Moves made by players are communicated on the blockchain. This leaks meta- and actual data about the player. Once you have found computed the hash result for a given (x, y) coordinate, you can use it with this information to monitor the activity of other players (moving energy between planets, inactivity, etc).

Optimizing the Miner

The game's client is open source and can be edited. There is no way to cheat with the miner code because all it does is move to a coordinate and compute a hash result. However, the code can be optimized to compute more hashes per second (a more efficient miner). There is even a Rust-based miner that is available on GitHub.

The Rust miner is a Rocket server with an entry point that is calling a main hash function.

Jacob was iterating on it and did some benchmarking to compare his code's performance (e.g. how much time is being wasted on the scheduler, how much is rayon taking, etc.).
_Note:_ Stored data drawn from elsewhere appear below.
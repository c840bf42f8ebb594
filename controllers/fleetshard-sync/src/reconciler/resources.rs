//! Target `Central` built from a desired state

use std::collections::BTreeMap;
use std::sync::LazyLock;

use crds::{
    AutoScalingPolicy, Central, CentralComponentSpec, CentralSpec, CustomizeSpec, EnvVar,
    ExposeEndpoint, Exposure, ExposureRoute, ManagedCentral, ManagedResources, ManagedScaling,
    Monitoring, ResourceList, ResourceRequirements, ScannerAnalyzerComponent,
    ScannerAnalyzerScaling, ScannerComponentSpec, ScannerDbComponent,
};
use regex::Regex;

use crate::error::ControllerError;

pub const MANAGED_BY_LABEL: &str = "app.kubernetes.io/managed-by";
pub const MANAGED_BY_VALUE: &str = "rhacs-fleetshard";
pub const MANAGED_SERVICES_ANNOTATION: &str = "platform.stackrox.io/managed-services";

/// Tenant overrides may only touch these keys of the Central sizing
const PATCHABLE_RESOURCES: [&str; 2] = ["cpu", "memory"];

const EGRESS_PROXY_PORT: u16 = 3128;

// Kubernetes resource.Quantity: signed decimal with an optional binary,
// decimal-SI or exponent suffix.
static QUANTITY: LazyLock<Regex> = LazyLock::new(|| {
    Regex::new(r"^[+-]?(?:[0-9]+(?:\.[0-9]*)?|\.[0-9]+)(?:[KMGTPE]i|[numkMGTPE]|[eE][+-]?[0-9]+)?$")
        .expect("quantity pattern is valid")
});

pub fn validate_quantity(resource: &str, value: &str) -> Result<(), ControllerError> {
    if QUANTITY.is_match(value) {
        Ok(())
    } else {
        Err(ControllerError::InvalidQuantity {
            resource: resource.to_string(),
            value: value.to_string(),
        })
    }
}

pub fn default_central_resources() -> ResourceRequirements {
    ResourceRequirements {
        requests: BTreeMap::from([
            ("cpu".to_string(), "1".to_string()),
            ("memory".to_string(), "4Gi".to_string()),
        ]),
        limits: BTreeMap::from([
            ("cpu".to_string(), "4".to_string()),
            ("memory".to_string(), "8Gi".to_string()),
        ]),
    }
}

/// Overlay `updates` on `list`, keeping only cpu and memory
pub fn patch_resource_list(
    list: &mut ResourceList,
    updates: &BTreeMap<String, String>,
) -> Result<(), ControllerError> {
    for (resource, value) in updates {
        if !PATCHABLE_RESOURCES.contains(&resource.as_str()) {
            continue;
        }
        validate_quantity(resource, value)?;
        list.insert(resource.clone(), value.clone());
    }
    Ok(())
}

/// Scanner sizing passes through as-is once every quantity parses
pub fn convert_resources(resources: &ManagedResources) -> Result<ResourceRequirements, ControllerError> {
    for (resource, value) in resources.requests.iter().chain(&resources.limits) {
        validate_quantity(resource, value)?;
    }
    Ok(ResourceRequirements {
        requests: resources.requests.clone(),
        limits: resources.limits.clone(),
    })
}

pub fn convert_scaling(scaling: &ManagedScaling) -> ScannerAnalyzerScaling {
    let auto_scaling = match scaling.auto_scaling.to_ascii_lowercase().as_str() {
        "enabled" => Some(AutoScalingPolicy::Enabled),
        "disabled" => Some(AutoScalingPolicy::Disabled),
        _ => None,
    };
    ScannerAnalyzerScaling {
        auto_scaling,
        replicas: Some(scaling.replicas),
        min_replicas: Some(scaling.min_replicas),
        max_replicas: Some(scaling.max_replicas),
    }
}

/// Route all outbound traffic of the tenant through its egress proxy
pub fn proxy_env_vars(namespace: &str) -> Vec<EnvVar> {
    let proxy_url = format!("http://egress-proxy.{namespace}.svc:{EGRESS_PROXY_PORT}");
    let no_proxy = [
        format!("central.{namespace}.svc:443"),
        format!("central.{namespace}:443"),
        "central:443".to_string(),
        format!("scanner-db.{namespace}.svc:5432"),
        format!("scanner.{namespace}.svc:8080"),
        format!("scanner.{namespace}.svc:8443"),
        "kubernetes.default.svc.cluster.local:443".to_string(),
        "kubernetes.default.svc:443".to_string(),
        "kubernetes.default:443".to_string(),
        "kubernetes:443".to_string(),
    ]
    .join(",");

    let mut env = Vec::new();
    for name in ["http_proxy", "HTTP_PROXY", "https_proxy", "HTTPS_PROXY"] {
        env.push(EnvVar {
            name: name.to_string(),
            value: proxy_url.clone(),
        });
    }
    for name in ["no_proxy", "NO_PROXY"] {
        env.push(EnvVar {
            name: name.to_string(),
            value: no_proxy.clone(),
        });
    }
    env
}

/// Central resource the cluster should hold for `desired`
pub fn build_central(desired: &ManagedCentral, use_routes: bool) -> Result<Central, ControllerError> {
    let mut central_resources = default_central_resources();
    patch_resource_list(&mut central_resources.requests, &desired.spec.central.resources.requests)?;
    patch_resource_list(&mut central_resources.limits, &desired.spec.central.resources.limits)?;

    let analyzer = &desired.spec.scanner.analyzer;
    let analyzer_resources = convert_resources(&analyzer.resources)?;
    let db_resources = convert_resources(&desired.spec.scanner.db.resources)?;

    let expose_metrics = Some(Monitoring {
        expose_endpoint: Some(ExposeEndpoint::Enabled),
    });

    let spec = CentralSpec {
        central: Some(CentralComponentSpec {
            exposure: Some(Exposure {
                route: Some(ExposureRoute {
                    enabled: Some(use_routes),
                }),
            }),
            monitoring: expose_metrics.clone(),
            admin_password_generation_disabled: None,
            resources: Some(central_resources),
        }),
        scanner: Some(ScannerComponentSpec {
            analyzer: Some(ScannerAnalyzerComponent {
                resources: Some(analyzer_resources),
                scaling: Some(convert_scaling(&analyzer.scaling)),
            }),
            db: Some(ScannerDbComponent {
                resources: Some(db_resources),
            }),
            monitoring: expose_metrics,
        }),
        customize: Some(CustomizeSpec {
            env_vars: proxy_env_vars(&desired.metadata.namespace),
        }),
    };

    let mut central = Central::new(&desired.metadata.name, spec);
    central.metadata.namespace = Some(desired.metadata.namespace.clone());
    central.metadata.labels = Some(BTreeMap::from([(
        MANAGED_BY_LABEL.to_string(),
        MANAGED_BY_VALUE.to_string(),
    )]));
    central.metadata.annotations = Some(BTreeMap::from([(
        MANAGED_SERVICES_ANNOTATION.to_string(),
        "true".to_string(),
    )]));
    Ok(central)
}

/// Tenant left Central sizing to the autoscaler
pub fn wants_autoscaling(desired: &ManagedCentral) -> bool {
    desired.spec.central.resources.is_empty()
}

#[cfg(test)]
mod tests {
    use super::*;
    use crate::test_utils::managed_central;

    #[test]
    fn test_quantities() {
        for valid in ["1", "250m", "1.5", "4Gi", "512Mi", "1e3", "+2", ".5", "100k"] {
            assert!(validate_quantity("cpu", valid).is_ok(), "{valid} should parse");
        }
        for invalid in ["", "abc", "4GB", "1..2", "Gi", "-", "1 Gi"] {
            assert!(validate_quantity("memory", invalid).is_err(), "{invalid} should not parse");
        }
    }

    #[test]
    fn test_patch_only_touches_cpu_and_memory() {
        let mut list = default_central_resources().limits;
        let updates = BTreeMap::from([
            ("cpu".to_string(), "6".to_string()),
            ("nvidia.com/gpu".to_string(), "1".to_string()),
        ]);

        patch_resource_list(&mut list, &updates).unwrap();

        assert_eq!(list.get("cpu").map(String::as_str), Some("6"));
        assert_eq!(list.get("memory").map(String::as_str), Some("8Gi"));
        assert!(!list.contains_key("nvidia.com/gpu"));
    }

    #[test]
    fn test_patch_rejects_malformed_quantity() {
        let mut list = ResourceList::new();
        let updates = BTreeMap::from([("memory".to_string(), "lots".to_string())]);

        let err = patch_resource_list(&mut list, &updates).unwrap_err();
        assert!(matches!(err, ControllerError::InvalidQuantity { resource, .. } if resource == "memory"));
        assert!(list.is_empty());
    }

    #[test]
    fn test_build_central_defaults() {
        let desired = managed_central("abc");
        let central = build_central(&desired, true).unwrap();

        assert_eq!(central.metadata.name.as_deref(), Some("central-abc"));
        assert_eq!(central.metadata.namespace.as_deref(), Some("rhacs-abc"));
        assert_eq!(
            central.metadata.labels.as_ref().and_then(|l| l.get(MANAGED_BY_LABEL)).map(String::as_str),
            Some(MANAGED_BY_VALUE)
        );
        assert_eq!(
            central
                .metadata
                .annotations
                .as_ref()
                .and_then(|a| a.get(MANAGED_SERVICES_ANNOTATION))
                .map(String::as_str),
            Some("true")
        );

        let component = central.spec.central.as_ref().unwrap();
        assert_eq!(component.resources, Some(default_central_resources()));
        assert_eq!(
            component.exposure.as_ref().and_then(|e| e.route.as_ref()).and_then(|r| r.enabled),
            Some(true)
        );
        assert_eq!(component.admin_password_generation_disabled, None);

        let env = &central.spec.customize.as_ref().unwrap().env_vars;
        assert!(env.iter().any(|e| e.name == "HTTPS_PROXY" && e.value == "http://egress-proxy.rhacs-abc.svc:3128"));
        assert!(env.iter().any(|e| e.name == "NO_PROXY" && e.value.contains("central.rhacs-abc.svc:443")));
    }

    #[test]
    fn test_build_central_applies_tenant_sizing() {
        let mut desired = managed_central("abc");
        desired.spec.central.resources.requests.insert("memory".to_string(), "6Gi".to_string());
        desired.spec.scanner.analyzer.scaling = ManagedScaling {
            auto_scaling: "enabled".to_string(),
            replicas: 2,
            min_replicas: 1,
            max_replicas: 3,
        };
        desired.spec.scanner.db.resources.limits.insert("memory".to_string(), "2Gi".to_string());

        let central = build_central(&desired, false).unwrap();

        let resources = central.spec.central.as_ref().and_then(|c| c.resources.clone()).unwrap();
        assert_eq!(resources.requests.get("memory").map(String::as_str), Some("6Gi"));
        assert_eq!(resources.requests.get("cpu").map(String::as_str), Some("1"));

        let scanner = central.spec.scanner.as_ref().unwrap();
        let scaling = scanner.analyzer.as_ref().and_then(|a| a.scaling.clone()).unwrap();
        assert_eq!(scaling.auto_scaling, Some(AutoScalingPolicy::Enabled));
        assert_eq!(scaling.max_replicas, Some(3));
        assert_eq!(
            scanner.db.as_ref().and_then(|d| d.resources.as_ref()).and_then(|r| r.limits.get("memory")).map(String::as_str),
            Some("2Gi")
        );
        assert!(!wants_autoscaling(&desired));
    }

    #[test]
    fn test_build_central_rejects_bad_scanner_quantity() {
        let mut desired = managed_central("abc");
        desired.spec.scanner.analyzer.resources.requests.insert("cpu".to_string(), "fast".to_string());

        assert!(matches!(
            build_central(&desired, false),
            Err(ControllerError::InvalidQuantity { .. })
        ));
    }
}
In addition to measuring results for different changes in the architecture, Jacob also measured results against different block_sizes for the hash function to see which block_size yielded the best results. Another way he analyzed performance was to use flamegraph to check which function calls were taking the most time.

Chris mentioned that, for serious benchmarking, it is important to control the conditions under which the performance test is run. He provided the following commands he uses to control his cpu-scaling and frequency, in order to stabilize benchmarks:

        for P in /sys/devices/system/cpu/cpufreq/policy*; do echo $$P; echo scaling_governor=$$(cat $$P/scaling_governor) scaling_min_freq=$$(cat $$P/scaling_min_freq) scaling_max_freq=$$(cat $$P/scaling_max_freq
) scaling_cur_freq=$$(cat $$P/scaling_cur_freq); done

        # Run with 'sudo'.
        for P in /sys/devices/system/cpu/cpufreq/policy*; do echo powersave >$$P/scaling_governor; cp $$P/cpuinfo_min_freq $$P/scaling_min_freq; cp $$P/cpuinfo_max_freq $$P/scaling_max_freq; done
        # Run with 'sudo'.
        for P in /sys/devices/system/cpu/cpufreq/policy*; do echo performance >$$P/scaling_governor; cp $$P/cpuinfo_max_freq $$P/scaling_max_freq; cp $$P/cpuinfo_max_freq $$P/scaling_min_freq; done
        # Run with 'sudo'.
        for P in /sys/devices/system/cpu/cpufreq/policy*; do echo powersave >$$P/scaling_governor; cp $$P/cpuinfo_min_freq $$P/scaling_min_freq; cp $$P/cpuinfo_min_freq $$P/scaling_max_freq; done

Miner Manager with Native Node Modules in Rust

Blaine made a port of the game's Node.js server that runs the miner manager. He initially tried re-engineering it in Rust but quickly gave up because it was difficult to adapt the promise logic of Node.js to async paradigms in Rust.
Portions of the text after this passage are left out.